MacFarlane co-wrote and starred in his second film, A Million Ways to Die in the West. Alec Sulkin and Wellesley Wild were also co-writers for the film. The film follows a cowardly sheep farmer (MacFarlane) who loses a gunfight and sees his girlfriend leave him for another man. When a mysterious woman rides into town, she helps him find his courage. But when her outlaw husband arrives seeking revenge, the farmer must put his newfound courage to the test. The film was met with mixed to negative reviews from critics.

On January 27, 2014, MacFarlane announced that he wrote a companion novel based on the film's script, which was released on March 4, 2014. An audio-book version was also made available, narrated by Jonathan Frakes. MacFarlane wrote the book on weekends during shooting for the film, partially due to boredom.

Music career

Record deal and albums 
In 2010, MacFarlane signed a record deal with Universal Republic Records. He released his debut album, Music Is Better Than Words, in 2011. The album is a big band/standards album drawing on his training in and attraction to "the Great American Songbook and particularly the early- to late-'50s era of orchestration". It was nominated in the Best Traditional Pop Vocal Album and the Best Engineered Album, Non-Classical categories at the 54th Grammy Awards. It received a score of 52 out of 100 on Metacritic's compilation of music critic reviews.

He was featured on Calabria Foti's 2013 single "Let's Fall in Love". In 2014, he released his second studio album Holiday for Swing, a Christmas album including collaborations with Norah Jones and Sara Bareilles. It received mostly positive reviews. In 2015, his third studio album No One Ever Tells You was nominated for a Grammy Award for Best Traditional Pop Vocal Album. In 2016, he was honored by Barbara Sinatra at the 28th annual Frank Sinatra Celebrity Invitational, and recorded the song "Pure Imagination" as a duet with Barbra Streisand for her album Encore: Movie Partners Sing Broadway.

He released his fourth studio album, In Full Swing, in 2017, again featuring songs composed by Joel McNeely. Three singles were released from it: "That Face", "Almost Like Being in Love", and "Have You Met Miss Jones?" The album was nominated for two Grammy Awards for Best Traditional Pop Vocal Album and Best Arrangement, Instrumental and Vocals. In 2019, for his fifth studio album Once in a While, MacFarlane worked with composer Andrew Cottee.

In 2020, MacFarlane released his sixth studio album, Great Songs From Stage & Screen, with composer Bruce Broughton, who he works with on The Orville, to compose the album.
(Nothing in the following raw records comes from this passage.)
use tracing_subscriber::EnvFilter;

/// Initializes a best-effort `tracing` subscriber for unit/integration tests.
/// Mirrors the teacher pattern of a fallible, idempotent test-only init: it
/// is safe to call from every test that wants log output, and a second call
/// from another test in the same binary is simply ignored.
pub fn init_tracing_for_tests() {
    let _ = tracing_subscriber::fmt()
        .with_env_filter(EnvFilter::try_from_default_env().unwrap_or_else(|_| EnvFilter::new("warn")))
        .with_test_writer()
        .try_init();
}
Like his previous four albums, he recorded a majority of the songs at Abbey Road Studios. However, much of the albums post-production work was done at home due to the COVID-19 pandemic. In 2022, he released his seventh studio album, Blue Skies.

Collaborations 
MacFarlane collaborated with Sara Bareilles on two of his albums, Music Is Better Than Words (2011), and Holiday for Swing (2014) singing "Love Won't Let You Get Away" and "Baby, It's Cold Outside" respectively. Together they performed the song "Love You Let You Get Away" in his 2011 Epix concert Seth MacFarlane: Swingin' in Concert in 2011. He also collaborated with Norah Jones on three of his albums, Music is Better Than Words (2011), Holiday for Swing (2014), and In Full Swing (2017) singing "Two Sleepy People", "Little Jack Frost Get Lost", and "	"If I Had a Talking Picture of You" respectively. She also sang his Academy Award nominated song "Everybody Needs a Best Friend" from Ted which she performed at the 85th Academy Awards.

During the COVID-19 pandemic, MacFarlane and Elizabeth Gillies collaborated on a series of songs, eight in total, on a playlist entitled, Songs from Home on Spotify.
MacFarlane sang numerous show tunes with Ariana Grande on an episode of Carpool Karaoke: The Series in 2017.

Other projects
MacFarlane was executive producer of a 2020 feature film adapting Clive Barker’s novel Books of Blood for Hulu, directed by Brannon Braga.

In 2020, he signed a $200 million deal with NBCUniversal to develop television projects for both internal and external networks, including the company’s then-developing streaming service Peacock. Among these projects is The End is Nye, hosted by Bill Nye, a six episode series exploring and explaining six apocalyptic scenarios. MacFarlane is executive producer and will make small appearances in each episode. It premiered on the service on August 25, 2022.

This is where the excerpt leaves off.